The task: Wherever a line in the records contains the word "Deserialize", return that line.

Listed entries:
//! Navigation bar: scrolled styling, active-section tracking, mobile menu.

#[cfg(test)]
#[path = "nav_test.rs"]
mod nav_test;

use std::cell::{Cell, RefCell};

use crate::config::SiteConfig;
use crate::state::scroll_lock::{ScrollGuard, ScrollLock};

pub trait NavSurface {
    fn set_scrolled(&self, scrolled: bool);
    /// Open/close the mobile menu and its hamburger.
    fn set_menu_open(&self, open: bool);
    /// Mark the link for `section_id` active, all others inactive.
    fn set_active_link(&self, section_id: Option<&str>);
}

#[derive(Clone, Copy, Debug, PartialEq)]
pub struct NavThresholds {
    pub scroll_threshold_px: f64,
    pub section_lookahead_px: f64,
}

impl From<&SiteConfig> for NavThresholds {
    fn from(config: &SiteConfig) -> Self {
        Self { scroll_threshold_px: config.scroll_threshold_px, section_lookahead_px: config.section_lookahead_px }
    }
}

/// A page section's id and its top offset in document coordinates.
#[derive(Clone, Debug, PartialEq)]
pub struct SectionOffset {
    pub id: String,
    pub top: f64,
}

impl SectionOffset {
    pub fn new(id: impl Into<String>, top: f64) -> Self {
        Self { id: id.into(), top }
    }
}

#[derive(Clone, Debug, Default, PartialEq, Eq)]
pub struct NavState {
    pub is_menu_open: bool,
    pub active_section_id: Option<String>,
    pub scrolled: bool,
}

#[must_use]
pub fn is_scrolled(scroll_y: f64, threshold: f64) -> bool {
    scroll_y > threshold
}

/// The furthest-down section whose top, less the look-ahead, has been
/// scrolled past. Sections are given in document order; an id-less winner
/// means no link is active.
#[must_use]
pub fn active_section(sections: &[SectionOffset], scroll_y: f64, lookahead: f64) -> Option<&str> {
    sections
        .iter()
        .rev()
        .find(|section| scroll_y >= section.top - lookahead)
        .map(|section| section.id.as_str())
        .filter(|id| !id.is_empty())
}

pub struct NavController {
    surface: Box<dyn NavSurface>,
    lock: ScrollLock,
    thresholds: NavThresholds,
    state: RefCell<NavState>,
    menu_claim: RefCell<Option<ScrollGuard>>,
    scrolled_synced: Cell<bool>,
    links_synced: Cell<bool>,
}

impl NavController {
    pub fn new(surface: Box<dyn NavSurface>, lock: ScrollLock, thresholds: NavThresholds) -> Self {
        Self {
            surface,
            lock,
            thresholds,
            state: RefCell::new(NavState::default()),
            menu_claim: RefCell::new(None),
            scrolled_synced: Cell::new(false),
            links_synced: Cell::new(false),
        }
    }

    /// Frame-throttled part of the scroll handler.
    pub fn update_scrolled(&self, scroll_y: f64) {
        let scrolled = is_scrolled(scroll_y, self.thresholds.scroll_threshold_px);
        let first = !self.scrolled_synced.replace(true);
        let mut state = self.state.borrow_mut();
        if first || state.scrolled != scrolled {
            state.scrolled = scrolled;
            self.surface.set_scrolled(scrolled);
        }
    }

    /// Per-event part of the scroll handler.
    pub fn update_active_section(&self, scroll_y: f64, sections: &[SectionOffset]) {
        let current = active_section(sections, scroll_y, self.thresholds.section_lookahead_px);
        let first = !self.links_synced.replace(true);
        let mut state = self.state.borrow_mut();
        if first || state.active_section_id.as_deref() != current {
            state.active_section_id = current.map(str::to_owned);
            self.surface.set_active_link(current);
        }
    }

    /// Hamburger click.
    pub fn toggle_menu(&self) {
        let open = !self.state.borrow().is_menu_open;
        self.set_menu(open);
    }

    /// Any nav-link click closes an open menu; it never opens one.
    pub fn on_link_click(&self) {
        if self.state.borrow().is_menu_open {
            self.set_menu(false);
        }
    }

    fn set_menu(&self, open: bool) {
        self.state.borrow_mut().is_menu_open = open;
        self.surface.set_menu_open(open);
        let mut claim = self.menu_claim.borrow_mut();
        if open {
            if claim.is_none() {
                *claim = Some(self.lock.acquire());
            }
        } else {
            claim.take();
        }
    }

    #[must_use]
    pub fn state(&self) -> NavState {
        self.state.borrow().clone()
    }
}
// =============================================================
// Portfolio filter
// =============================================================

pub fn portfolio_filter(page: &Page) -> Result<()> {
    let buttons = require_all(&page.document, ".filter-btn")?;
    let items = require_all(&page.document, ".portfolio-item")?;
    let categories = items.iter().map(|item| item.get_attribute("data-category").unwrap_or_default()).collect();

    let surface = Rc::new(DomFilterSurface::new(buttons.clone(), items, page.config.hide_offset_px));
    let filter = Rc::new(PortfolioFilter::new(
        categories,
        surface,
        Rc::clone(&page.scheduler),
        FilterTiming::from(&page.config),
    ));

    for button in &buttons {
        let category = button.get_attribute("data-filter").unwrap_or_default();

        let filter_click = Rc::clone(&filter);
        let category_click = category.clone();
        listen(button, "click", move |_| filter_click.apply_filter(&category_click))?;

        let filter_key = Rc::clone(&filter);
        listen(button, "keydown", move |event| {
            let Some(key_event) = event.dyn_ref::<KeyboardEvent>() else {
                return;
            };
            if is_activation_key(&key_event.key()) {
                event.prevent_default();
                filter_key.apply_filter(&category);
            }
        })?;
    }
    log::debug!("portfolio filter wired: {} items", filter.len());
    Ok(())
}

// =============================================================
// Contact form
// =============================================================

pub fn contact_form(page: &Page) -> Result<()> {
    let form = by_id(&page.document, "contact-form")?
        .dyn_into::<HtmlFormElement>()
        .map_err(|_| SiteError::missing("form#contact-form"))?;
    let button = query(&form, ".submit-btn")?
        .dyn_into::<HtmlButtonElement>()
        .map_err(|_| SiteError::missing("button.submit-btn"))?;
    let label = query(&form, ".submit-btn span")?;
    let fields = query_all_in(&form, "input, textarea")?;

    let idle_label = label.text_content().unwrap_or_default();
    let surface = DomFormSurface::new(form.clone(), button, label, fields.clone());
    let contact = Rc::new(ContactForm::new(
        idle_label,
        Box::new(surface),
        Rc::clone(&page.scheduler),
        FormTiming::from(&page.config),
    ));

    let contact_submit = Rc::clone(&contact);
    let snapshot_fields = fields.clone();
    listen(&form, "submit", move |event| {
        event.prevent_default();
        let snapshot: Vec<FieldSnapshot> = snapshot_fields.iter().map(field_snapshot).collect();
        match contact_submit.submit(&snapshot) {
            SubmitOutcome::Started => log::info!("contact form submitted"),
            SubmitOutcome::Busy => log::debug!("contact form busy, submit ignored"),
            SubmitOutcome::MissingFields(names) => log::debug!("contact form incomplete: {}", names.join(", ")),
        }
    })?;

    for (index, field) in fields.iter().enumerate() {
        let contact_focus = Rc::clone(&contact);
        listen(field, "focus", move |_| contact_focus.on_field_focus(index))?;

        let contact_blur = Rc::clone(&contact);
        let blurred = field.clone();
        listen(field, "blur", move |_| contact_blur.on_field_blur(index, &field_value(&blurred)))?;
    }
    Ok(())
}

fn field_value(field: &HtmlElement) -> String {
    if let Some(input) = field.dyn_ref::<HtmlInputElement>() {
        input.value()
    } else if let Some(area) = field.dyn_ref::<HtmlTextAreaElement>() {
        area.value()
    } else {
        String::new()
    }
}

fn field_snapshot(field: &HtmlElement) -> FieldSnapshot {
    let name = field.get_attribute("name").unwrap_or_else(|| field.id());
    FieldSnapshot { name, value: field_value(field), required: field.has_attribute("required") }
}
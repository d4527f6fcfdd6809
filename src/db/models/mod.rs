pub mod take_counter;

pub use take_counter::TakeCounter;
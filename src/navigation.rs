//! Page-level routes shared by the server and the client.
//!
//! Pages are linked by a `sessionId` query parameter carried across every
//! navigation.

use serde::{Deserialize, Serialize};
use url::form_urlencoded;

/// Session id used when a page is opened without one.
pub const FALLBACK_SESSION_ID: &str = "test";

#[derive(Debug, Clone, Copy, Serialize, Deserialize, PartialEq, Eq)]
#[serde(rename_all = "camelCase")]
pub enum Page {
    Register,
    Record,
    Results,
}

impl Page {
    pub fn path(&self) -> &'static str {
        match self {
            Page::Register => "/",
            Page::Record => "/record.html",
            Page::Results => "/results.html",
        }
    }
}

#[derive(Debug, Clone, Serialize, Deserialize, PartialEq, Eq)]
#[serde(rename_all = "camelCase")]
pub struct Navigation {
    pub page: Page,
    pub session_id: Option<String>,
}

impl Navigation {
    pub fn register() -> Self {
        Self {
            page: Page::Register,
            session_id: None,
        }
    }

    pub fn record(session_id: impl Into<String>) -> Self {
        Self {
            page: Page::Record,
            session_id: Some(session_id.into()),
        }
    }

    pub fn results(session_id: impl Into<String>) -> Self {
        Self {
            page: Page::Results,
            session_id: Some(session_id.into()),
        }
    }

    pub fn href(&self) -> String {
        match &self.session_id {
            Some(session_id) => {
                let query = form_urlencoded::Serializer::new(String::new())
                    .append_pair("sessionId", session_id)
                    .finish();
                format!("{}?{query}", self.page.path())
            }
            None => self.page.path().to_string(),
        }
    }
}

/// Reads `sessionId` from a query string, falling back to `test`.
pub fn session_id_from_query(query: &str) -> String {
    let query = query.strip_prefix('?').unwrap_or(query);
    form_urlencoded::parse(query.as_bytes())
        .find(|(key, value)| key == "sessionId" && !value.is_empty())
        .map(|(_, value)| value.into_owned())
        .unwrap_or_else(|| FALLBACK_SESSION_ID.to_string())
}
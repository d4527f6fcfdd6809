use anyhow::{bail, Context, Result};
use rusqlite::{Connection, Transaction};

const CURRENT_SCHEMA_VERSION: i32 = 1;

pub fn run_migrations(conn: &mut Connection) -> Result<()> {
    let mut version: i32 = conn
        .pragma_query_value(None, "user_version", |row| row.get(0))
        .context("failed to read user_version pragma")?;

    if version > CURRENT_SCHEMA_VERSION {
        bail!(
            "database version ({}) is newer than supported schema ({})",
            version,
            CURRENT_SCHEMA_VERSION
        );
    }

    if version == CURRENT_SCHEMA_VERSION {
        return Ok(());
    }

    let tx = conn
        .transaction()
        .context("failed to open migration transaction")?;

    while version < CURRENT_SCHEMA_VERSION {
        let next_version = version + 1;
        apply_migration(&tx, next_version)
            .with_context(|| format!("migration to version {next_version} failed"))?;
        version = next_version;
    }

    tx.pragma_update(None, "user_version", CURRENT_SCHEMA_VERSION)
        .context("failed to update user_version pragma")?;
    tx.commit().context("failed to commit migrations")?;

    Ok(())
}

fn apply_migration(tx: &Transaction<'_>, version: i32) -> Result<()> {
    match version {
        1 => {
            tx.execute_batch(include_str!("schemas/schema_v1.sql"))
                .context("failed to execute schema_v1.sql")?;
            Ok(())
        }
        _ => bail!("unknown migration target version: {version}"),
    }
}

#[cfg(test)]
mod tests {
    use super::*;

    #[test]
    fn migrations_are_idempotent() {
        let mut conn = Connection::open_in_memory().unwrap();
        run_migrations(&mut conn).unwrap();
        run_migrations(&mut conn).unwrap();

        let version: i32 = conn
            .pragma_query_value(None, "user_version", |row| row.get(0))
            .unwrap();
        assert_eq!(version, CURRENT_SCHEMA_VERSION);
    }

    #[test]
    fn refuses_newer_schema() {
        let mut conn = Connection::open_in_memory().unwrap();
        conn.pragma_update(None, "user_version", CURRENT_SCHEMA_VERSION + 1)
            .unwrap();
        assert!(run_migrations(&mut conn).is_err());
    }
}
pub mod capture;
pub mod flow;
pub mod state;

pub use capture::{
    CaptureConstraints, CaptureDevice, CaptureError, CaptureEvent, FileCaptureDevice, MediaBlob,
    ScriptedCaptureDevice,
};
pub use flow::{FlowError, RecordingFlow, Uploader};
pub use state::{RecordingState, RecordingStatus};
pub mod poller;
pub mod view;

pub use poller::{FetchError, PollTiming, ReportSource, ResultsPoller};
pub use view::{RenderedReport, ResultAction, ResultsView};
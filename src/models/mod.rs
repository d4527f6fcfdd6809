pub mod registration;
pub mod report;
pub mod upload;

pub use registration::{RegistrationRequest, RegistrationResponse};
pub use report::{Coaching, Pace, Report, VocalVariety};
pub use upload::UploadAck;
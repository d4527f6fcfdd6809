mod takes;
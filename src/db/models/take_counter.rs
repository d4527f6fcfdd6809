use chrono::{DateTime, Utc};
use serde::{Deserialize, Serialize};

/// One persisted row of the client-side take store.
#[derive(Debug, Clone, Serialize, Deserialize, PartialEq)]
#[serde(rename_all = "camelCase")]
pub struct TakeCounter {
    pub key: String,
    pub takes: u32,
    pub updated_at: DateTime<Utc>,
}
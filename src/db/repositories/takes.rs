use anyhow::{Context, Result};
use chrono::Utc;
use rusqlite::{params, OptionalExtension};

use crate::db::{
    helpers::{parse_datetime, to_u32},
    models::TakeCounter,
    Database,
};

fn to_counter(key: String, takes: i64, updated_at: String) -> Result<TakeCounter> {
    Ok(TakeCounter {
        key,
        takes: to_u32(takes, "takes")?,
        updated_at: parse_datetime(&updated_at, "updated_at")?,
    })
}

impl Database {
    pub async fn get_take_counter(&self, key: &str) -> Result<Option<TakeCounter>> {
        let key = key.to_string();
        self.execute(move |conn| {
            let raw: Option<(String, i64, String)> = conn
                .query_row(
                    "SELECT key, takes, updated_at
                     FROM take_counters
                     WHERE key = ?1",
                    params![key],
                    |row| Ok((row.get(0)?, row.get(1)?, row.get(2)?)),
                )
                .optional()
                .context("failed to read take counter row")?;
            raw.map(|(key, takes, updated_at)| to_counter(key, takes, updated_at))
                .transpose()
        })
        .await
    }

    pub async fn load_take_count(&self, key: &str) -> Result<Option<u32>> {
        Ok(self.get_take_counter(key).await?.map(|counter| counter.takes))
    }

    pub async fn save_take_count(&self, key: &str, takes: u32) -> Result<()> {
        let key = key.to_string();
        let now = Utc::now().to_rfc3339();
        self.execute(move |conn| {
            conn.execute(
                "INSERT INTO take_counters (key, takes, updated_at)
                 VALUES (?1, ?2, ?3)
                 ON CONFLICT(key) DO UPDATE SET
                     takes = excluded.takes,
                     updated_at = excluded.updated_at",
                params![key, i64::from(takes), now],
            )
            .context("failed to write take counter")?;
            Ok(())
        })
        .await
    }
}

#[cfg(test)]
mod tests {
    use crate::db::Database;

    #[tokio::test]
    async fn save_then_load_round_trips_latest_value() {
        let db = Database::open_in_memory().unwrap();
        assert_eq!(db.load_take_count("gtk_take_a").await.unwrap(), None);

        db.save_take_count("gtk_take_a", 1).await.unwrap();
        db.save_take_count("gtk_take_a", 2).await.unwrap();

        assert_eq!(db.load_take_count("gtk_take_a").await.unwrap(), Some(2));
        let counter = db.get_take_counter("gtk_take_a").await.unwrap().unwrap();
        assert_eq!(counter.key, "gtk_take_a");
        assert_eq!(counter.takes, 2);
    }

    #[tokio::test]
    async fn keys_are_independent() {
        let db = Database::open_in_memory().unwrap();
        db.save_take_count("gtk_take_a", 3).await.unwrap();
        assert_eq!(db.load_take_count("gtk_take_b").await.unwrap(), None);
        assert!(db.get_take_counter("gtk_take_b").await.unwrap().is_none());
    }
}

Exercise response:
use serde::{Deserialize, Serialize};
#[derive(Debug, Clone, Copy, Serialize, Deserialize, PartialEq, Eq)]
#[derive(Debug, Clone, Serialize, Deserialize, PartialEq, Eq)]
use serde::{Deserialize, Serialize};
#[derive(Debug, Clone, Serialize, Deserialize, PartialEq)]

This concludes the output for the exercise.